At the completion of the verification process, applicants will be ineligible to move into the property for any one of the following reasons:
- The applicant’s gross annual income changes by the time they reach the top of the waiting list, and exceeds the income limit for the property;
- Household members have failed to meet disclosure requirements for Social Security numbers;
- Household members have failed to declare citizenship/noncitizenship status;
- Household members have failed to sign the release of information forms; and,
- Landlord reference checks reveal that the applicant has a history of nonpayment of rent, eviction for nonpayment of rent, history of disruptive behavior, or history of damaging site property.
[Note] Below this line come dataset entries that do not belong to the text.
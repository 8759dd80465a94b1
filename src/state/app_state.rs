//! Main application state management

use std::{
    sync::{Arc, Mutex},
    time::{Duration, Instant},
};
use chrono::{DateTime, Utc};
use tokio::sync::broadcast;
use tracing::{debug, info};

use super::{HeadlessPage, TimerState};
use crate::timer::{CountdownTimer, Page, Scheduler, PAUSE_SCREEN_ID, TIMER_ELEMENT_ID};

/// Shared state of the countdown host
#[derive(Debug)]
pub struct AppState {
    /// Page the countdown renders into
    pub page: Arc<HeadlessPage>,
    /// The game-mode countdown
    pub timer: CountdownTimer,
    pub timer_duration_minutes: u64,
    /// Server metadata
    pub start_time: Instant,
    pub port: u16,
    pub host: String,
    /// Last action tracking
    pub last_action: Arc<Mutex<Option<String>>>,
    pub last_action_time: Arc<Mutex<Option<DateTime<Utc>>>>,
    /// Completion tracking
    pub time_up_count: Arc<Mutex<u64>>,
    pub last_time_up: Arc<Mutex<Option<DateTime<Utc>>>>,
    /// Channel for countdown completions
    pub time_up_tx: broadcast::Sender<DateTime<Utc>>,
}

impl AppState {
    /// Create the host state with an idle countdown ticked by `scheduler`
    pub fn new(
        port: u16,
        host: String,
        timer_duration_minutes: u64,
        scheduler: Arc<dyn Scheduler>,
    ) -> Self {
        let (time_up_tx, _) = broadcast::channel(16);
        let page = Arc::new(HeadlessPage::game_layout());
        let timer = CountdownTimer::new(
            Duration::from_secs(timer_duration_minutes * 60),
            Arc::clone(&page) as Arc<dyn Page>,
            scheduler,
        );

        let completions = time_up_tx.clone();
        timer.set_on_time_up(move || {
            // No receivers just means nobody is listening yet
            if completions.send(Utc::now()).is_err() {
                debug!("Time-up event dropped, no subscribers");
            }
        });

        Self {
            page,
            timer,
            timer_duration_minutes,
            start_time: Instant::now(),
            port,
            host,
            last_action: Arc::new(Mutex::new(None)),
            last_action_time: Arc::new(Mutex::new(None)),
            time_up_count: Arc::new(Mutex::new(0)),
            last_time_up: Arc::new(Mutex::new(None)),
            time_up_tx,
        }
    }

    /// Run a control operation on the timer and track it as the last action
    pub fn control<F>(&self, action: &str, operation: F) -> Result<TimerState, String>
    where
        F: FnOnce(&CountdownTimer),
    {
        operation(&self.timer);
        self.record_action(action)?;
        Ok(self.timer.snapshot())
    }

    /// Show or hide the pause overlay
    pub fn set_pause_screen(&self, visible: bool) -> Result<(), String> {
        if !self.page.set_hidden(PAUSE_SCREEN_ID, !visible) {
            return Err("pause-screen element is not on the page".to_string());
        }
        info!("Pause screen {}", if visible { "shown" } else { "hidden" });
        self.record_action(if visible { "pause-screen-show" } else { "pause-screen-hide" })
    }

    /// Whether the pause overlay is currently visible
    pub fn pause_screen_visible(&self) -> bool {
        self.page.pause_screen().is_paused()
    }

    /// Text currently shown by the clock element
    pub fn clock_text(&self) -> Option<String> {
        self.page.text(TIMER_ELEMENT_ID)
    }

    /// Count a countdown completion
    pub fn record_time_up(&self, at: DateTime<Utc>) -> Result<(), String> {
        let mut count = self.time_up_count.lock()
            .map_err(|e| format!("Failed to lock time-up count: {}", e))?;
        *count += 1;
        drop(count);

        let mut last = self.last_time_up.lock()
            .map_err(|e| format!("Failed to lock last time-up: {}", e))?;
        *last = Some(at);
        Ok(())
    }

    /// Number of completions and when the last one happened
    pub fn get_time_ups(&self) -> (u64, Option<DateTime<Utc>>) {
        let count = self.time_up_count.lock().map(|c| *c).unwrap_or_default();
        let last = self.last_time_up.lock().ok().and_then(|t| *t);
        (count, last)
    }

    /// Calculate server uptime as a formatted string
    pub fn get_uptime(&self) -> String {
        let duration = self.start_time.elapsed();
        let hours = duration.as_secs() / 3600;
        let minutes = (duration.as_secs() % 3600) / 60;
        let seconds = duration.as_secs() % 60;

        if hours > 0 {
            format!("{}h {}m {}s", hours, minutes, seconds)
        } else if minutes > 0 {
            format!("{}m {}s", minutes, seconds)
        } else {
            format!("{}s", seconds)
        }
    }

    /// Get last action information
    pub fn get_last_action(&self) -> (Option<String>, Option<DateTime<Utc>>) {
        let last_action = self.last_action.lock().ok().and_then(|a| a.clone());
        let last_action_time = self.last_action_time.lock().ok().and_then(|t| *t);
        (last_action, last_action_time)
    }

    fn record_action(&self, action: &str) -> Result<(), String> {
        let mut last_action = self.last_action.lock()
            .map_err(|e| format!("Failed to lock last action: {}", e))?;
        *last_action = Some(action.to_string());
        drop(last_action);

        let mut last_time = self.last_action_time.lock()
            .map_err(|e| format!("Failed to lock last action time: {}", e))?;
        *last_time = Some(Utc::now());
        Ok(())
    }
}
//! Code Rush timer - headless countdown host
//!
//! This is the main entry point for the coderush-timer application.

use std::sync::Arc;
use tokio::net::TcpListener;
use tracing::info;

use coderush_timer::{
    api::create_router,
    config::Config,
    state::AppState,
    tasks::{time_up_task, TokioScheduler},
    timer::Scheduler,
    utils::shutdown_signal,
};

#[tokio::main]
async fn main() -> anyhow::Result<()> {
    let config = Config::parse();

    // Initialize tracing with appropriate log level
    tracing_subscriber::fmt()
        .with_env_filter(format!("coderush_timer={},tower_http=info", config.log_level()))
        .init();

    info!("Starting coderush-timer v{}", env!("CARGO_PKG_VERSION"));
    info!("Configuration: host={}, port={}, countdown={}min, autostart={}",
          config.host, config.port, config.minutes, config.autostart);

    let scheduler: Arc<dyn Scheduler> = Arc::new(TokioScheduler::current());
    let state = Arc::new(AppState::new(
        config.port,
        config.host.clone(),
        config.minutes,
        scheduler,
    ));

    // Start the time-up background task
    let time_up_state = Arc::clone(&state);
    tokio::spawn(async move {
        time_up_task(time_up_state).await;
    });

    state.timer.update_display();
    if config.autostart {
        state.control("autostart", |timer| timer.start())
            .map_err(anyhow::Error::msg)?;
    }

    let app = create_router(Arc::clone(&state));

    let addr = config.address();
    let listener = TcpListener::bind(&addr).await?;

    info!("Server running on http://{}", addr);
    info!("Endpoints:");
    info!("  POST /timer/start        - Start or restart the countdown");
    info!("  POST /timer/pause        - Pause the countdown");
    info!("  POST /timer/resume       - Resume the countdown");
    info!("  POST /timer/reset        - Reset without starting");
    info!("  POST /pause-screen/show  - Show the pause overlay");
    info!("  POST /pause-screen/hide  - Hide the pause overlay");
    info!("  GET  /status             - Timer and page status");
    info!("  GET  /health             - Health check");

    let server = axum::serve(listener, app);

    tokio::select! {
        result = server => {
            if let Err(e) = result {
                tracing::error!("Server error: {}", e);
            }
        }
        _ = shutdown_signal() => {
            info!("Shutdown signal received");
        }
    }

    state.timer.pause();
    info!("Server shutdown complete");
    Ok(())
}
Verification Requirements and EIV
Required Consent Forms
Adult members of assisted families must authorize owners to request independent verification of data required for program participation. To provide owners with this authorization, adult family members must sign two HUD-required consent forms, plus management’s specialized verification forms.
Form HUD-9887, Notice and Consent to the Release of Information to HUD.
Each family member who is at least 18 years of age and the head, spouse or co-head, regardless of age, must sign this form at move-in, initial and at each annual recertification, regardless of whether s/he has income. Additionally, the form must be signed when a new adult member joins the household, and when members of the household become 18 years of age. The consent allows HUD to verify information with the IRS, the Social Security Administration, and with state agencies that maintain wage and unemployment claim information.
Form HUD 9887-A, Applicant’s/Tenant’s Consent to Release of Information – Verification by Owners of Information Supplied by Individuals Who Apply for Housing Assistance.
Owners and all family members 18 years of age and older, regardless of whether they have income, must sign this form. The consent allows owners to request and receive information from third-party sources about the applicant/resident.
All information relative to the following items will be verified:
- Income, assets, family composition, and Social Security numbers;
- Deductions for such things as age, disability, disability expenses, and medical costs;
- Documented ability and willingness to abide by lease requirements, previous history of tenancy, rent paying, caring for a home, and criminal activity of any family member.
All of the above information will be documented, and appropriate verification forms or letters placed in the applicant or resident file. No decision to accept or reject an application will be made until all verifications have been collected.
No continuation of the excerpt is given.